Labels to the left of this may be used to define further domain and sub domain
levels.
23. Domain Name
The domain name must be translated into an internet protocol
(IP) address which uniquely identify each host computer on the
internet. This translation is performed by a “Domain Name
System” DNS server which maintained a record of domain names
and IP address.
24. Path
The path specifies the location of the web resource within the
directory of structure of the host web server and is read from left
to right.
PATH : preservation/webarchive/default.htm
In the above example the URL points to a file called default.htm
located within the directory path preservation/webarchive/
hosted in the “National Archives.gov.uk” with the
host web server WWW
25. Timings and Frequency of Collection
The collection list must define the timings and the frequency with
which each selected web resource is to be collected. Four basic
scenarios are possible
- Repeated Collection
- Ad-Hoc Collection
- One Off Collection
- Comprehensive Collection
26. Repeated Collection
In this approach the web resource is collected at repeated
intervals. This approach is suitable for dynamic resource
collection with open ended lifecycles. To capturing changes can
be collected by using static “snapshots” of the resource according
to the collection policy defines. The normal practices are weekly,
monthly or annually.
A decision has to make that what kind of criteria we are
following in the selection policy for the collection of dynamic
resources. There are two kinds of collection techniques
- Incremental
- Complete
27. Ad-Hoc Collection
Web resources may change at un predictable rates. Where this is
the case, repeated collection at a fixed frequency may prove
inefficient, resulting in the repeated collection of the same
content. An alternative approach is to collect in response to a
trigger event, such as some form of automated or manual
monitoring of the resources or an alert from some external
source.
28. One Off Collection
In some cases a specific web resource may be selected for collection on a one
off basis. This will typically apply to resources which have fixed content, such
as online publication. In addition, certain types of material may change over a
set of period of time, and then stabilize in a fixed form.
Example :
The website for government public inquiry which may change rapidly while
the inquiry is in progress and new content is being added, but will then
become
fixed once the inquiry has published its findings. In such cases it may be
considered appropriate to collect the site only once it has become fixed. If the
changes are significant or material is being removed as well as added, repeated
collection may also be required during the dynamic stage of the resources
lifecycle.
29. Comprehensive Collection
It may be necessary in some case to capture complete lifecycle of
a dynamic and open ended web resource. It is mostly required
where online transactions needs to be preserved for evidential
purpose. In such a case collection for archival purposes will
needs to be integrated within the website management workflow.

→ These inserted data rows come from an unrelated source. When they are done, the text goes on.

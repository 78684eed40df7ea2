use crate::bridge::model::{CommandReply, ErrorReply, LeaderboardQuery, StatusReply};
use crate::workflow::Feed;
use futures_util::{SinkExt, StreamExt};
use leaderboard_core::channel::encode_update;
use leaderboard_core::TimeWindow;
use log::{info, warn};
use std::convert::Infallible;
use std::sync::Arc;
use std::time::Instant;
use tokio::sync::broadcast;
use warp::http::StatusCode;
use warp::ws::{Message, WebSocket, Ws};
use warp::Filter;

fn with_feed(feed: Arc<Feed>) -> impl Filter<Extract = (Arc<Feed>,), Error = Infallible> + Clone {
    warp::any().map(move || feed.clone())
}

fn internal_error(err: anyhow::Error) -> warp::reply::WithStatus<warp::reply::Json> {
    warn!("request failed: {:#}", err);
    warp::reply::with_status(
        warp::reply::json(&ErrorReply {
            error: err.to_string(),
        }),
        StatusCode::INTERNAL_SERVER_ERROR,
    )
}

/// HTTP control surface plus the `/ws` push channel.
pub fn routes(
    feed: Arc<Feed>,
) -> impl Filter<Extract = (impl warp::Reply,), Error = warp::Rejection> + Clone {
    let start_route = warp::path!("api" / "start")
        .and(warp::post())
        .and(with_feed(feed.clone()))
        .map(|feed: Arc<Feed>| {
            feed.start();
            warp::reply::json(&CommandReply::new("started"))
        });

    let stop_route = warp::path!("api" / "stop")
        .and(warp::post())
        .and(with_feed(feed.clone()))
        .map(|feed: Arc<Feed>| {
            feed.stop();
            warp::reply::json(&CommandReply::new("stopped"))
        });

    let status_route = warp::path!("api" / "status")
        .and(warp::get())
        .and(with_feed(feed.clone()))
        .map(|feed: Arc<Feed>| {
            warp::reply::json(&StatusReply::new(
                feed.is_active(),
                feed.metrics().snapshot(),
            ))
        });

    let leaderboard_route = warp::path!("api" / "leaderboard")
        .and(warp::get())
        .and(warp::query::<LeaderboardQuery>())
        .and(with_feed(feed.clone()))
        .map(|query: LeaderboardQuery, feed: Arc<Feed>| {
            let window = match query.window.as_deref().unwrap_or("all").parse::<TimeWindow>() {
                Ok(window) => window,
                Err(err) => {
                    return warp::reply::with_status(
                        warp::reply::json(&ErrorReply {
                            error: err.to_string(),
                        }),
                        StatusCode::BAD_REQUEST,
                    )
                }
            };
            match feed.totals(window, Instant::now()) {
                Ok(totals) => {
                    warp::reply::with_status(warp::reply::json(&totals), StatusCode::OK)
                }
                Err(err) => internal_error(err),
            }
        });

    let ws_route = warp::path("ws")
        .and(warp::path::end())
        .and(warp::ws())
        .and(with_feed(feed))
        .map(|ws: Ws, feed: Arc<Feed>| ws.on_upgrade(move |socket| handle_socket(socket, feed)));

    let cors = warp::cors()
        .allow_any_origin()
        .allow_methods(vec!["GET", "POST"]);

    start_route
        .or(stop_route)
        .or(status_route)
        .or(leaderboard_route)
        .or(ws_route)
        .with(cors)
}

async fn handle_socket(socket: WebSocket, feed: Arc<Feed>) {
    info!("Client connected");
    // Subscribe before the greeting so no update slips in between.
    let mut rx = feed.subscribe();
    let (mut outbound, mut inbound) = socket.split();

    let greeting = feed
        .snapshot(Instant::now())
        .and_then(|snapshot| Ok(encode_update(&snapshot)?));
    match greeting {
        Ok(frame) => {
            if outbound.send(Message::text(frame)).await.is_err() {
                return;
            }
        }
        Err(err) => warn!("could not build greeting snapshot: {:#}", err),
    }

    loop {
        tokio::select! {
            update = rx.recv() => {
                match update {
                    Ok(frame) => {
                        if outbound.send(Message::text(frame)).await.is_err() {
                            break;
                        }
                    }
                    Err(broadcast::error::RecvError::Lagged(skipped)) => {
                        warn!("channel lagged, skipped {} updates", skipped);
                        continue;
                    }
                    Err(broadcast::error::RecvError::Closed) => break,
                }
            }
            message = inbound.next() => {
                match message {
                    Some(Ok(message)) if message.is_close() => break,
                    Some(Ok(_)) => {}
                    Some(Err(err)) => {
                        warn!("ws error: {}", err);
                        break;
                    }
                    None => break,
                }
            }
        }
    }
    info!("Client disconnected");
}

#[cfg(test)]
mod tests {
    use super::*;
    use crate::workflow::AggregatorConfig;
    use leaderboard_core::channel::decode_frame;
    use leaderboard_core::{Group, GroupTotals, Snapshot};

    fn feed() -> Arc<Feed> {
        Arc::new(Feed::new(&AggregatorConfig {
            seed: Some(11),
            interval_ms: 5_000,
            ..Default::default()
        }))
    }

    #[tokio::test]
    async fn start_and_stop_toggle_feed() {
        let feed = feed();
        let api = routes(feed.clone());

        let response = warp::test::request()
            .method("POST")
            .path("/api/start")
            .reply(&api)
            .await;
        assert_eq!(response.status(), 200);
        let reply: CommandReply = serde_json::from_slice(response.body()).unwrap();
        assert_eq!(reply.status, "started");
        assert!(feed.is_active());

        let response = warp::test::request()
            .method("POST")
            .path("/api/stop")
            .reply(&api)
            .await;
        assert_eq!(response.status(), 200);
        assert!(!feed.is_active());

        let response = warp::test::request()
            .method("GET")
            .path("/api/status")
            .reply(&api)
            .await;
        let status: StatusReply = serde_json::from_slice(response.body()).unwrap();
        assert!(!status.active);
    }

    #[tokio::test]
    async fn control_routes_reject_get() {
        let api = routes(feed());
        let response = warp::test::request()
            .method("GET")
            .path("/api/start")
            .reply(&api)
            .await;
        assert_eq!(response.status(), 405);
    }

    #[tokio::test]
    async fn leaderboard_reports_requested_window() {
        let feed = feed();
        let snapshot = feed.ingest_once(Instant::now()).unwrap();
        let api = routes(feed);

        let response = warp::test::request()
            .path("/api/leaderboard?window=5min")
            .reply(&api)
            .await;
        assert_eq!(response.status(), 200);
        let totals: GroupTotals = serde_json::from_slice(response.body()).unwrap();
        assert_eq!(totals, snapshot.five_min);

        let response = warp::test::request()
            .path("/api/leaderboard")
            .reply(&api)
            .await;
        let totals: GroupTotals = serde_json::from_slice(response.body()).unwrap();
        assert_eq!(totals, snapshot.all);

        let response = warp::test::request()
            .path("/api/leaderboard?window=fortnight")
            .reply(&api)
            .await;
        assert_eq!(response.status(), 400);
    }

    #[tokio::test]
    async fn channel_greets_with_snapshot_then_forwards_updates() {
        let feed = feed();
        let api = routes(feed.clone());
        let mut client = warp::test::ws()
            .path("/ws")
            .handshake(api)
            .await
            .expect("handshake");

        let greeting = client.recv().await.expect("greeting");
        let snapshot = decode_frame(greeting.to_str().unwrap()).unwrap();
        assert_eq!(snapshot, Snapshot::default());

        let pushed = feed.ingest_once(Instant::now()).unwrap();
        let update = client.recv().await.expect("update");
        let received = decode_frame(update.to_str().unwrap()).unwrap();
        assert_eq!(received, pushed);
        let total: u64 = Group::ALL.iter().map(|g| received.all.get(*g)).sum();
        assert!(total > 0);
    }
}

This is least commonly applied selection approach.
30. Maintaince
The selection policy must be updated it should not be static. It should reflect
the changes in the internal and external factors such as new organization
priorities and developments in the world wide web. Equally the collection list
whether a part of selection policy or not will clearly be dynamic. Feed back
from the quality assurance of web resources should be used to refine
the selection process.
Example :
1- When resources are collected, new resources may be identified
that need to be considered for selection.

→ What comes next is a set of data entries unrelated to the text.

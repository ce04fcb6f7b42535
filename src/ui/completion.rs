//! Shell completion generation for resumeboard

use clap::Command;
use clap_complete::{Generator, generate};
use std::io::Write;

/// Generate shell completions for the given shell on stdout
pub fn print_completions<G: Generator>(generator: G, app: &mut Command) {
    write_completions(generator, app, &mut std::io::stdout());
}

/// Generate shell completions into any writer
pub fn write_completions<G: Generator>(generator: G, app: &mut Command, out: &mut dyn Write) {
    let name = app.get_name().to_string();
    generate(generator, app, name, out);
}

2- There must be lessons to be learned, the availability of the organizational
resources and infrastructure, including specific strengths or limitations of
the available collection technologies.
31. Maintaince
The regularity with which the maintaince needs to be undertaken
will depends upon the selection method adopted, and the
frequency of collection.
A clearly and well maintained selection policy is the most
important part of any web archiving program and an essential
pre-requisite for building a coherent and meaningful collection.